40 years later, in 1841 in the same town, another protagonist was born, namely John Rowlands, who is better known as Henry M. Stanley the Welshman, but he was not a Welshman like Caledfryn. He was known as John Rowlands as a child, and Henry Morton Stanley when he reached adulthood. It was mainly as a poet and critic that Caledfryn became known. He ‘sang’ throughout his life. Although he competed, he developed slowly as a poet. Dewi Wyn triumphed with an ode ‘Molawd Ynys Prydain’ when he was only 21, and Eben Fardd acceded to the Chair of the ‘Prif-fardd’ at 22. Caledfryn was 31 when he won the Chair with his ‘Rothsay Castle’ at the Beaumaris Eisteddfod in 1832, and he received £20 and the Chair for his ode.

The Chair was presented by Her Royal Highness, the Duchess of Kent and Princess Victoria, as she then was, before she became the Queen of Great Britain. There were 19 competing. Gutyn Peris came second, 3rd was Eben Fardd and Tecwyn Meirion came 4th. Gwallter Mechain was one of the adjudicators. In 1838 he won the Chair at Abergavenny with an ode ‘Er Cof am Gomer a’i Fab, Ieuan Ddu (In Memory of Gomer and his Son, Ieuan Ddu’). ‘Rawn Awen’ was published in 1826; ‘Y Drych Barddonol’ (The Poetic Mirror), in 1839 and his Grammar in 1851. He also wrote profusely for ‘Y Traethodydd.’(The Essayist). He was also a well-known lecturer and his lectures on ‘extortion’, ‘commercial fraud’ and ‘Disestablishment’ provided the sparks that kindled a revival in Wales.

The Ship Rothsay Castle.

The ‘Rothsay Castle’ was one of the steamers that sailed between Liverpool and Beaumaris. The steamer was supposed to set sail from its mooring, St. George’s Pier Head, Liverpool, at 10 o’clock on the morning of Wednesday 17th August 1831, under the captaincy of Lieutenant Atkinson.
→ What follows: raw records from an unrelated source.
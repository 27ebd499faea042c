//! Image reference existence check.
//!
//! # Responsibility
//! - Resolve every local image reference against the images directory.
//! - Report references whose target asset does not exist.
//!
//! # Invariants
//! - Absolute URLs (`http://`, `https://`, `//`, `data:`) are never checked.
//! - Front-matter `images` entries follow the same resolution rules as
//!   inline references.

use crate::model::post::Post;
use crate::service::site_service::MARKDOWN_IMAGE_RE;
use std::path::Path;

const IMAGES_PREFIX: &str = "images/";

/// Returns one description per dangling image reference in the post.
pub fn missing_references(post: &Post, images_dir: &Path) -> Vec<String> {
    let mut missing = Vec::new();

    for caps in MARKDOWN_IMAGE_RE.captures_iter(&post.body) {
        if let Some(reference) = caps.get(1) {
            check_reference(reference.as_str(), images_dir, &mut missing);
        }
    }
    for reference in &post.meta.images {
        check_reference(reference, images_dir, &mut missing);
    }

    missing
}

fn check_reference(reference: &str, images_dir: &Path, missing: &mut Vec<String>) {
    let Some(relative) = local_asset_path(reference) else {
        return;
    };
    if !images_dir.join(relative).is_file() {
        missing.push(format!(
            "image reference `{reference}` not found under `{}`",
            images_dir.display()
        ));
    }
}

/// Maps a reference to its path relative to the images directory.
///
/// Returns `None` for remote or embedded references that are out of scope.
fn local_asset_path(reference: &str) -> Option<&str> {
    let trimmed = reference.trim();
    if trimmed.is_empty()
        || trimmed.starts_with("http://")
        || trimmed.starts_with("https://")
        || trimmed.starts_with("//")
        || trimmed.starts_with("data:")
    {
        return None;
    }
    let without_root = trimmed.strip_prefix('/').unwrap_or(trimmed);
    Some(without_root.strip_prefix(IMAGES_PREFIX).unwrap_or(without_root))
}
Something happened which caused a delay prior to setting sail, and the clock had struck 11 before everything was ready. As the passengers were coming on board a vehicle arrived at the wharf which needed to be brought on deck. It was the vehicle of R.W. Foster Esq. of Regent’s Park, London. He boarded the ship along with his wife and maid. They obtained their tickets on deck and were satisfied with their accommodation.

Losing an hour meant that the tide was against the Rothsay Castle and a storm was brewing. The water in the hold began slopping over the coal. The stoker was unable to produce enough steam for the ship, which was left at the mercy of the waves. At that time, the steamers used to sail along the Welsh coast were, as a rule, in dire need of repair. I cannot recall any new ships ever being assigned to sail between Wales and England, apart from those that sailed between Holyhead and Ireland, as they were carrying Irish and English trade and post. But what about the old (cridwst) ships that sailed to Liverpool from Swansea, Cardiff, Aberystwyth, Caernarvon, Amlwch and Porthaethwy?

We have the melancholy and painful duty to acquaint the public of the decease of the eminent bard and popular minister, the Rev. W. C. Williams, or as more generally called “Caledfryn." This sad intelligence will cause grief to Welshmen of all denominations throughout the Principality, and to thousands who have emigrated to America, Australia, and New Zealand.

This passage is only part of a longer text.